Let go of the box. Let. Go. Of. The. Box. How the hell is he so strong? He's like, barely 2.

Why is everyone staring? Have they never heard a child cry before?

Ok, just take the damn fruit snacks. Oh good lord. Everyone just take some fruit snacks. Mama will just be arrested for shop lifting and y'all will have to walk home.

You have to pee? Like right now? Can you hold it?

Oh shit.

Ok, we're going to the potty. I didn't bring any extra clothes so you gotta hold it girlfriend.

Run. Run! Dude keep up with me, your sister is about to piss herself!

Holy hell, we made it. How do you have that much urine in you? Your bladder is tiny, where do you even store it all?!

Omg don't touch that.

Or that.

OR THAT.

Ok crisis adverted. I think I missed some things on my list. Wait, where is my list? Did you delete my list? Just forget it. We're too close to the check out to backtrack anyway.

For the love-of-all-things-holy, why are there only 3 registers open? You're the biggest superstore chain in the nation... how do you only have 3 registers open?!

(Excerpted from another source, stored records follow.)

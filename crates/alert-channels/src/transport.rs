//! HTTP transport seam.
//!
//! The channel builds a complete [`HttpRequest`] and hands it to an
//! [`HttpTransport`], which performs exactly one POST and reports the status
//! line. The response body is never inspected.

use std::pin::Pin;
use std::sync::OnceLock;

use async_trait::async_trait;
use bytes::Bytes;
use futures::Stream;
use reqwest::{Body, Client, StatusCode};
use thiserror::Error;
use tracing::debug;

/// Streamed request body.
pub type BodyStream = Pin<Box<dyn Stream<Item = std::io::Result<Bytes>> + Send>>;

/// Request payload.
pub enum RequestBody {
    /// Fully buffered body.
    Bytes(Bytes),
    /// Body produced incrementally, e.g. a file upload.
    Stream(BodyStream),
}

impl std::fmt::Debug for RequestBody {
    fn fmt(&self, f: &mut std::fmt::Formatter<'_>) -> std::fmt::Result {
        match self {
            Self::Bytes(bytes) => f.debug_tuple("Bytes").field(&bytes.len()).finish(),
            Self::Stream(_) => f.write_str("Stream"),
        }
    }
}

/// A single outbound POST.
#[derive(Debug)]
pub struct HttpRequest {
    pub url: String,
    pub headers: Vec<(&'static str, String)>,
    /// Exact body length when known; streamed bodies are otherwise sent chunked.
    pub content_length: Option<u64>,
    pub body: RequestBody,
}

impl HttpRequest {
    pub fn header(&self, name: &str) -> Option<&str> {
        self.headers
            .iter()
            .find(|(key, _)| key.eq_ignore_ascii_case(name))
            .map(|(_, value)| value.as_str())
    }
}

/// Connection level failure: DNS, TLS, socket or body stream errors.
#[derive(Error, Debug)]
#[error("{0}")]
pub struct TransportError(pub String);

impl From<reqwest::Error> for TransportError {
    fn from(err: reqwest::Error) -> Self {
        // Strip the URL: it embeds the bot token.
        Self(err.without_url().to_string())
    }
}

/// Performs one HTTP POST per call.
#[async_trait]
pub trait HttpTransport: Send + Sync {
    async fn post(&self, request: HttpRequest) -> Result<StatusCode, TransportError>;
}

pub(crate) fn install_rustls_provider() {
    static PROVIDER_INSTALLED: OnceLock<()> = OnceLock::new();
    PROVIDER_INSTALLED.get_or_init(|| {
        if let Err(e) = rustls::crypto::aws_lc_rs::default_provider().install_default() {
            // Safe to ignore: can happen if another crate installed it first.
            debug!(existing_provider = ?e, "rustls CryptoProvider already installed");
        }
    });
}

/// [`HttpTransport`] backed by a shared `reqwest::Client`.
#[derive(Debug, Clone)]
pub struct ReqwestTransport {
    client: Client,
}

impl ReqwestTransport {
    pub fn new() -> Self {
        install_rustls_provider();
        Self {
            client: Client::new(),
        }
    }

    /// Use a preconfigured client (proxy, custom roots).
    pub fn with_client(client: Client) -> Self {
        Self { client }
    }
}

impl Default for ReqwestTransport {
    fn default() -> Self {
        Self::new()
    }
}

#[async_trait]
impl HttpTransport for ReqwestTransport {
    async fn post(&self, request: HttpRequest) -> Result<StatusCode, TransportError> {
        let mut builder = self.client.post(&request.url);
        for (name, value) in &request.headers {
            builder = builder.header(*name, value);
        }
        if let Some(len) = request.content_length {
            builder = builder.header(reqwest::header::CONTENT_LENGTH, len);
        }

        let body = match request.body {
            RequestBody::Bytes(bytes) => Body::from(bytes),
            RequestBody::Stream(stream) => Body::wrap_stream(stream),
        };

        let response = builder.body(body).send().await?;
        Ok(response.status())
    }
}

No, you can't have that Snickers.

Or that pop.

Or that gum.

Yeah bud, Paw Patrol balloon. Pretty cool. No, you can't have it.

Okay guys, seriously, put everything back. Please? Please or I'm gonna rip it out of your pretty little hand... 1... 2... two and a half... thr... oh thank God, she put it back.

Hey, where's my card? I swear it was just here... oh, you sly little bugger, how did you get a hold of that?

Here, give it to mama. Ok, ok, relax. You wanna help me swipe it? Ok, here swipe it! Ok, here, try again like this. You gotta turn the card like this. Dude, let me turn your hand so it will work... Omg, here give me the damn card and just let me do it.

Okay, do I have everyone? Can we get out of here?

Where are my car keys?

Where is my phone?

And where the f%$# did I put my coffee?